In December 2004, Melbourne businessman Maurice Alter sold the Forest Hill Chase shopping centre to listed retail property trust CFS Gandel, managed by Colonial First State Property, for $214.5 million. The sale was close to being the largest national (Australian) retail property deal of the year and it included property management rights and the potential for redevelopment. At the time of purchase, Colonial First State Property fund manager Bevan Towning ruled out any immediate major redevelopment plans, saying the intention was to change the centre's retailing mix by introducing the same national brands it had at its other shopping centres, Chadstone and Northland. They also wanted to revitalize the centre and give it a "new look".

2007–2012 major redevelopments

Levels one and two (2006−2007)
In the biggest redevelopment of the centre since 1989, levels one and two of the centre were completely refurbished in 2007. Major milestones of the redevelopment program, which started in December 2006, are as follows:

 The Relocation of Kmart Tyre & Auto Service from next to the centre entrance to the former Kmart, to a new free standing site in Pacific Way, which was completed in March 2007.
 The refurbishment of the level one and two interior malls, with new floor tiling laid, removal of the traditional gold balustrades with modern steel balustrades installed, and the removal of the stairwells at the south of the centre near Big W.
 The level two toilets were fully refurbished, completed in June 2007.
 The Mahoneys Road entrance was upgraded, with the existing canopy replaced and upgraded with a terrace installed on level 3 for use by The Chase Hotel, which was completed by June 2007.
 Kmart's permanent closure on 31 January 2007 and subsequent conversion to Target, which opened in September 2007.
 The refurbishment and extension of the food court, completed in September 2007.

Level three (2010–2011)
The third level was expanded and refurbished during the second half of 2010, complementing the earlier refurbishment of the other levels of the centre and introducing a number of new tenants. The redeveloped level officially re-opened on 15 December 2010 with some retailers opening earlier or later in the following months.

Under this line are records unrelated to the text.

//! Errors raised while assembling or finalizing a transaction graph.

use crate::surgery::ResultMapping;
use crate::validation::ReferenceError;
use sui_ptb_types::{Argument, ObjectId};
use thiserror::Error;

/// Which stage of the pipeline an error came from.
#[derive(Debug, Clone, Copy, PartialEq, Eq, Hash)]
pub enum ErrorStage {
    /// Malformed graph surgery or an unfinished graph. The graph is left unchanged.
    Structural,
    /// An intent or object could not be resolved against the ledger.
    Resolution,
    /// The transport or the ledger rejected a submission.
    Submission,
}

impl std::fmt::Display for ErrorStage {
    fn fmt(&self, f: &mut std::fmt::Formatter<'_>) -> std::fmt::Result {
        let s = match self {
            ErrorStage::Structural => "structural",
            ErrorStage::Resolution => "resolution",
            ErrorStage::Submission => "submission",
        };
        f.write_str(s)
    }
}

#[derive(Error, Debug)]
pub enum BuildError {
    #[error("command index {index} out of range ({len} commands)")]
    CommandIndexOutOfRange { index: usize, len: usize },

    #[error("input index {index} out of range ({len} inputs)")]
    InputIndexOutOfRange { index: usize, len: usize },

    #[error("transaction would have {len} {what}, more than an argument can address")]
    CapacityExceeded { what: &'static str, len: usize },

    #[error("{reference:?} in command {command} cannot be expressed by {mapping:?}")]
    UnmappableReference {
        command: usize,
        reference: Argument,
        mapping: ResultMapping,
    },

    #[error("{mapping:?} points outside the {replacement_len} replacement command(s)")]
    MappingOutOfRange {
        mapping: ResultMapping,
        replacement_len: usize,
    },

    #[error("command {command} still references removed command via {reference:?}")]
    DanglingReference { command: usize, reference: Argument },

    #[error(transparent)]
    InvalidReference(#[from] ReferenceError),

    #[error("input {index} must keep object {expected}")]
    InputKeyMismatch { index: usize, expected: String },

    #[error("invalid identifier '{0}'")]
    InvalidIdentifier(String),

    #[error("failed to encode pure value: {0}")]
    PureEncoding(#[from] bcs::Error),

    #[error("command {index} is an unresolved {name} intent")]
    UnresolvedIntent { index: usize, name: String },

    #[error("no resolver registered for {name} intents")]
    MissingResolver { name: String },

    #[error("input {index} is an unresolved object")]
    UnresolvedObject { index: usize },

    #[error("{0} must be set")]
    MissingField(&'static str),

    #[error("failed to serialize transaction: {0:#}")]
    Serialization(anyhow::Error),

    #[error("a ledger client is required to resolve {0}")]
    MissingClient(&'static str),

    #[error("ledger query failed: {0:#}")]
    Client(anyhow::Error),

    #[error("object {} not found", .0.to_hex_literal())]
    ObjectNotFound(ObjectId),

    #[error("insufficient balance of {coin_type} for {owner}: required {required}, available {available}")]
    InsufficientBalance {
        coin_type: String,
        owner: String,
        required: u128,
        available: u128,
    },

    #[error("{name} resolver failed: {message}")]
    Resolver { name: String, message: String },
}

impl BuildError {
    pub fn stage(&self) -> ErrorStage {
        match self {
            BuildError::MissingClient(_)
            | BuildError::Client(_)
            | BuildError::ObjectNotFound(_)
            | BuildError::InsufficientBalance { .. }
            | BuildError::Resolver { .. } => ErrorStage::Resolution,
            _ => ErrorStage::Structural,
        }
    }
}
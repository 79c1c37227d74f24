//! Transaction signing interface.

use anyhow::Result;
use sui_ptb_types::SuiAddress;

/// Signs finalized transaction bytes on behalf of one address.
#[async_trait::async_trait]
pub trait Signer: Send + Sync {
    /// Address the signatures are valid for. Used as the transaction sender.
    fn address(&self) -> SuiAddress;

    /// Sign serialized transaction bytes, returning an encoded signature.
    async fn sign_transaction(&self, tx_bytes: &[u8]) -> Result<String>;
}
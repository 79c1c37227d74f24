//! Parallel transaction executor.
//!
//! Transactions touching disjoint owned objects are submitted concurrently,
//! each paying gas with its own coin from a pool (or from the sender's address
//! balance). Transactions sharing an owned object wait for each other in
//! arrival order. The pool is refilled on demand by splitting fresh coins off
//! the sender's funds.
//!
//! # Flow
//!
//! ```text
//! execute_transaction
//!   ├─ prepare (intents, object resolution)
//!   ├─ lock owned inputs          (per-object FIFO)
//!   ├─ acquire an execution slot  (at most `max_pool_size` in flight)
//!   ├─ build queue                (one at a time)
//!   │    ├─ gas price, budget
//!   │    ├─ checkout gas coin  ─► refill when the pool is empty
//!   │    └─ cached object versions
//!   ├─ build, sign, execute
//!   └─ settle: return or retire the coin, or evict cache entries on failure
//! ```

use crate::caching::CachingTransactionExecutor;
use crate::config::{GasMode, ParallelExecutorConfig};
use crate::epoch::EpochInfoCache;
use crate::error::ExecutorError;
use crate::pool::{CheckedOutCoin, CoinPool, PoolStats, PooledCoin};
use crate::queue::{ObjectLocks, SerialQueue};
use anyhow::anyhow;
use parking_lot::Mutex;
use std::collections::BTreeSet;
use std::future::Future;
use std::sync::atomic::{AtomicUsize, Ordering};
use std::sync::Arc;
use sui_ptb_builder::{ResolveContext, Transaction, MAX_GAS_OBJECTS};
use sui_ptb_types::{
    balance_type, sui_type, Argument, CallArg, ExecutedTransaction, IdOperation, ObjectId,
    ObjectRef, Owner, SuiAddress, TransactionEffects, WithdrawFrom,
};
use sui_transport::{LedgerClient, Signer, TransactionSerializer};
use tokio::sync::{Notify, Semaphore};
use tracing::{debug, info, warn};

const REFILL_COIN_PAGE_SIZE: usize = 50;

/// Executes independent transactions concurrently with a pool of gas coins.
///
/// ```ignore
/// let executor = ParallelTransactionExecutor::new(client, signer, serializer, config)?;
/// let results = futures::future::join_all(
///     transactions.into_iter().map(|tx| executor.execute_transaction(tx, &[])),
/// )
/// .await;
/// ```
pub struct ParallelTransactionExecutor {
    signer: Arc<dyn Signer>,
    client: Arc<dyn LedgerClient>,
    serializer: Arc<dyn TransactionSerializer>,
    config: ParallelExecutorConfig,
    cache: CachingTransactionExecutor,
    epoch: EpochInfoCache,
    pool: Mutex<CoinPool>,
    object_locks: ObjectLocks,
    build_queue: SerialQueue,
    slots: Semaphore,
    /// Held while the cache is repaired after a failure; builds wait for it.
    cache_update: tokio::sync::Mutex<()>,
    pending: AtomicUsize,
    reserved: Mutex<u128>,
    settle: SettleTracker,
}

 The refurbishment of level 3, including mall reconfiguration, expansion and renovation, new escalators between levels two and three, and a new centre entry to a new car park, completed in December 2010.
 The construction of an additional deck of car parking located west of Hoyts above the existing Target/Coles multi-deck car park, including 317 spaces, opening on 15 December 2010.
 Establishing a new 'Entertainment and Dining' precinct with a refurbished Hoyts cinema, three new restaurants as well as new minor anchor retailers JB Hi-Fi, Rebel and gymnasium Fit n Fast.

Replacing Myer and new fresh food market (2012)
In 2012, Harris Scarfe returned to the centre and spent more than $2 million redeveloping the store in the area previously occupied by Myer.

The centre also expanded its fresh food market on level one, which included a new Aldi supermarket on top of the Canterbury Road multi deck car park, which caused a small increase in undercover parking.  A new refurbished bus zone was also built as a result. (A temporary bus zone was constructed adjacent to Kmart Tyre & Auto during construction).

Minor improvements (2013)
The glass lift in the food court that travels from the basement car park through to level 3 was replaced, as the existing lift was too small, causing heavy congestion as it became the only fully accessible way to move between levels 2 and 3 after a past level 3 redevelopment. The expanded lift is now operating and carries up to 26 people. New facade and centre entrance treatments were also installed along the Canterbury Road car park frontage and around the Level 2 Best & less centre entry.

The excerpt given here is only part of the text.